pub mod db;
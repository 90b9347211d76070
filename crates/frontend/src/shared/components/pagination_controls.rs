use contracts::shared::list::Pagination;
use leptos::prelude::*;

/// PaginationControls component - reusable pagination controls
///
/// Page callbacks use zero-based indexes; the page-size select reports its
/// raw value so the list controller can ignore non-numeric input.
#[component]
pub fn PaginationControls(
    /// Current page state (`current` is one-based)
    #[prop(into)]
    pagination: Signal<Pagination>,

    /// Callback when page changes (zero-based index)
    on_page_change: Callback<usize>,

    /// Callback when page size changes (raw select value)
    on_page_size_change: Callback<String>,

    /// Available page size options (optional, defaults to [10, 25, 50, 100])
    #[prop(optional)]
    page_size_options: Option<Vec<u64>>,
) -> impl IntoView {
    let page_size_opts = page_size_options.unwrap_or_else(|| vec![10, 25, 50, 100]);

    let page_index = move || pagination.get().current.saturating_sub(1) as usize;
    let total_pages = move || pagination.get().total_pages() as usize;
    let on_last_page = move || page_index() + 1 >= total_pages();

    view! {
        <div class="pagination-controls">
            <button
                class="pagination-btn"
                on:click=move |_| on_page_change.run(0)
                disabled=move || page_index() == 0
                title="First page"
            >
                "«"
            </button>
            <button
                class="pagination-btn"
                on:click=move |_| {
                    let page = page_index();
                    if page > 0 {
                        on_page_change.run(page - 1);
                    }
                }
                disabled=move || page_index() == 0
                title="Previous page"
            >
                "‹"
            </button>
            <span class="pagination-info">
                {move || {
                    let p = pagination.get();
                    format!("{} / {} ({})", p.current, p.total_pages().max(1), p.total)
                }}
            </span>
            <button
                class="pagination-btn"
                on:click=move |_| {
                    if !on_last_page() {
                        on_page_change.run(page_index() + 1);
                    }
                }
                disabled=on_last_page
                title="Next page"
            >
                "›"
            </button>
            <button
                class="pagination-btn"
                on:click=move |_| {
                    let total = total_pages();
                    if total > 0 {
                        on_page_change.run(total - 1);
                    }
                }
                disabled=on_last_page
                title="Last page"
            >
                "»"
            </button>
            <select
                class="page-size-select"
                on:change=move |ev| on_page_size_change.run(event_target_value(&ev))
                prop:value=move || pagination.get().page_size.to_string()
            >
                {page_size_opts
                    .into_iter()
                    .map(|size| {
                        view! {
                            <option
                                value=size.to_string()
                                selected=move || pagination.get().page_size == size
                            >
                                {size.to_string()}
                            </option>
                        }
                    })
                    .collect_view()}
            </select>
        </div>
    }
}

○ ○ ○ ○

Taking the line with "ignore non-numeric input." as the first and the line with "(raw select value)" as the last, retype that stretch of the data above exactly, with no other lines.

/// raw value so the list controller can ignore non-numeric input.
#[component]
pub fn PaginationControls(
    /// Current page state (`current` is one-based)
    #[prop(into)]
    pagination: Signal<Pagination>,

    /// Callback when page changes (zero-based index)
    on_page_change: Callback<usize>,

    /// Callback when page size changes (raw select value)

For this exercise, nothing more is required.